Published on July 5th, 2016 | by Daniel Sherman Fernandez0
Germany’s Relentless Push For 1 Million Electric Cars Driven By 2020
Transport accounts for about a fifth of all greenhouse-gas pollution in Germany and costs the German nation about 50 billion euros (USD55.5 billion) a year in oil imports.
“It would be impossible to halve road emissions by 2030 without legislation that directly or indirectly ushers in a phase-out of diesel and gasoline vehicle production, ” said Oliver Krischer, vice chairman of the opposition Green Party, said in an interview Wednesday. “What we need is a boost of e-cars to reach the climate goal that Germany and other countries committed to at the world climate conference in Paris last year.”
While Volkswagen Group, BMW Group and Daimler already are stepping up investment in electric and plug-in hybrid car technology, such vehicles make up a tiny fraction of cars on German roads.
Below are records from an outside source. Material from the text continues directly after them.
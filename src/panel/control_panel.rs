// SPDX-License-Identifier: MPL-2.0
// This Source Code Form is subject to the terms of the Mozilla Public
// License, v. 2.0. If a copy of the MPL was not distributed with this
// file, You can obtain one at https://mozilla.org/MPL/2.0/.

//! Control panel combining inputs, orchestration, and rendering.

use parking_lot::Mutex;

use crate::protocol::CalculationService;
use crate::reading::{InputModel, Reading};
use crate::response::CalculationOutcome;
use crate::state::{StateChange, UiState};
use crate::subscription::{Subscribable, SubscriptionId};
use crate::view::{InfoTab, PanelView};

use super::{Orchestrator, PendingCalculation};

/// One irrigation control panel.
///
/// Holds the user-editable [`InputModel`] and an [`Orchestrator`]. Inputs
/// stay editable while a calculation is in flight and are never reset by a
/// calculation; the in-flight request uses the values captured when it was
/// triggered.
///
/// Each panel is independent; build a fresh one per window, per session, or
/// per test.
///
/// # Examples
///
/// ```no_run
/// use irrigation_panel::panel::ControlPanel;
/// use irrigation_panel::protocol::HttpClient;
///
/// # async fn example() -> irrigation_panel::Result<()> {
/// let panel = ControlPanel::new(HttpClient::new("http://localhost:5000")?);
///
/// panel.set_soil_moisture(25.0);
/// panel.set_temperature(35.0);
/// panel.set_sunlight(90.0);
///
/// panel.calculate().await;
/// println!("{}", panel.view());
/// # Ok(())
/// # }
/// ```
#[derive(Debug)]
pub struct ControlPanel<S: CalculationService> {
    inputs: Mutex<InputModel>,
    orchestrator: Orchestrator<S>,
}

impl<S: CalculationService> ControlPanel<S> {
    /// Creates a panel with default inputs in the `Idle` phase.
    #[must_use]
    pub fn new(service: S) -> Self {
        Self::with_reading(service, Reading::default())
    }

    /// Creates a panel whose inputs start at `reading`.
    #[must_use]
    pub fn with_reading(service: S, reading: Reading) -> Self {
        Self {
            inputs: Mutex::new(InputModel::with_reading(reading)),
            orchestrator: Orchestrator::new(service),
        }
    }

    /// Returns the orchestrator driving this panel.
    #[must_use]
    pub fn orchestrator(&self) -> &Orchestrator<S> {
        &self.orchestrator
    }

    // ========== Inputs ==========

    /// Returns a copy of the current inputs.
    #[must_use]
    pub fn inputs(&self) -> InputModel {
        self.inputs.lock().clone()
    }

    /// Returns a snapshot of the current inputs.
    #[must_use]
    pub fn reading(&self) -> Reading {
        self.inputs.lock().snapshot()
    }

    /// Sets soil moisture, clamping to [0, 100].
    pub fn set_soil_moisture(&self, percent: f64) {
        self.inputs.lock().set_soil_moisture(percent);
    }

    /// Sets temperature, clamping to [0, 40].
    pub fn set_temperature(&self, celsius: f64) {
        self.inputs.lock().set_temperature(celsius);
    }

    /// Sets sunlight intensity, clamping to [0, 100].
    pub fn set_sunlight(&self, percent: f64) {
        self.inputs.lock().set_sunlight(percent);
    }

    // ========== Calculation ==========

    /// Triggers a calculation from the current inputs.
    ///
    /// See [`Orchestrator::begin`].
    #[must_use = "dropping the pending calculation settles it as abandoned"]
    pub fn trigger(&self) -> Option<PendingCalculation<'_, S>> {
        let reading = self.reading();
        self.orchestrator.begin(reading)
    }

    /// Triggers a calculation from the current inputs and waits for it.
    ///
    /// Returns `None` if a calculation was already in flight.
    pub async fn calculate(&self) -> Option<CalculationOutcome> {
        let pending = self.trigger()?;
        Some(pending.resolve().await)
    }

    /// Returns a copy of the presentation state.
    #[must_use]
    pub fn ui_state(&self) -> UiState {
        self.orchestrator.ui_state()
    }

    // ========== Rendering ==========

    /// Renders the panel with the overview tab selected.
    #[must_use]
    pub fn view(&self) -> PanelView {
        self.view_with_tab(InfoTab::default())
    }

    /// Renders the panel with the given information tab selected.
    #[must_use]
    pub fn view_with_tab(&self, tab: InfoTab) -> PanelView {
        PanelView::render(&self.ui_state(), &self.reading(), tab)
    }
}

impl<S: CalculationService> Subscribable for ControlPanel<S> {
    fn on_loading<F>(&self, callback: F) -> SubscriptionId
    where
        F: Fn() + Send + Sync + 'static,
    {
        self.orchestrator.on_loading(callback)
    }

    fn on_settled<F>(&self, callback: F) -> SubscriptionId
    where
        F: Fn(&CalculationOutcome) + Send + Sync + 'static,
    {
        self.orchestrator.on_settled(callback)
    }

    fn on_state_changed<F>(&self, callback: F) -> SubscriptionId
    where
        F: Fn(&StateChange) + Send + Sync + 'static,
    {
        self.orchestrator.on_state_changed(callback)
    }

    fn unsubscribe(&self, id: SubscriptionId) -> bool {
        self.orchestrator.unsubscribe(id)
    }
}

#[cfg(test)]
mod tests {
    use super::*;
    use crate::error::ProtocolError;
    use crate::protocol::ServiceResponse;
    use crate::request::CalculationRequest;
    use crate::state::Phase;
    use crate::types::Temperature;
    use crate::view::RecommendationView;

    /// Answers every calculation with the watering time equal to the
    /// temperature it was sent, so tests can see which snapshot was used.
    struct EchoService;

    impl CalculationService for EchoService {
        async fn send_calculation(
            &self,
            request: &CalculationRequest,
        ) -> Result<ServiceResponse, ProtocolError> {
            Ok(ServiceResponse::new(format!(
                r#"{{"status": "success", "watering_time": {}}}"#,
                request.reading().temperature.value()
            )))
        }

        async fn send_status_query(&self) -> Result<ServiceResponse, ProtocolError> {
            Err(ProtocolError::ConnectionFailed("unused".to_string()))
        }
    }

    #[test]
    fn fresh_panel_is_idle_with_defaults() {
        let panel = ControlPanel::new(EchoService);
        assert_eq!(panel.ui_state().phase(), Phase::Idle);
        assert_eq!(panel.reading(), Reading::default());
        assert!(matches!(
            panel.view().recommendation,
            RecommendationView::Placeholder(_)
        ));
    }

    #[test]
    fn setters_clamp() {
        let panel = ControlPanel::new(EchoService);
        panel.set_temperature(41.0);
        assert_eq!(panel.reading().temperature, Temperature::MAX);
    }

    #[tokio::test]
    async fn trigger_uses_snapshot_taken_at_trigger_time() {
        let panel = ControlPanel::new(EchoService);
        panel.set_temperature(30.0);

        let pending = panel.trigger().unwrap();
        panel.set_temperature(5.0);
        let outcome = pending.resolve().await;

        assert_eq!(outcome, CalculationOutcome::success(30.0));
        // Inputs are untouched by the calculation
        assert!((panel.inputs().temperature().value() - 5.0).abs() < f64::EPSILON);
    }

    #[tokio::test]
    async fn trigger_while_loading_is_noop() {
        let panel = ControlPanel::new(EchoService);
        let pending = panel.trigger().unwrap();

        assert!(panel.trigger().is_none());
        assert!(!panel.view().trigger.enabled);

        pending.resolve().await;
        assert!(panel.view().trigger.enabled);
    }

    #[tokio::test]
    async fn settled_view_shows_minutes() {
        let panel = ControlPanel::new(EchoService);
        panel.set_temperature(15.0);
        panel.calculate().await;

        let rendered = panel.view().to_string();
        assert!(rendered.contains("15 min"));
    }
}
About 130,000 plug-ins and 25,000 all-electric cars were registered in Germany as of January 2016 when compared with 30 million petrol powered cars and 14.5 million diesels vehicles, according to Germany’s motor vehicle authority, the KBA.
German Chancellor Merkel’s government has pledged subsidies this year to speed EV and plug-in sales, a move that was accelerated by Volkswagen’s emission-manipulation scandal. Currently, buyers of EVs and plug-in vehicles can claim cash incentives. The program may spark sales of about 500,000 electric cars by 2020, according to the German Environment Ministry.
Purely electric vehicles as a portion of all cars on German roads may reach about 8% in 2025 from 0.6% this year, according to a forecast of the Center of Automotive Management institute.
The government has so far stuck with a plan to put a million EVs on the road by 2020 and 6 million by 2030. This is the right direction but at what cost to the rest of Europe.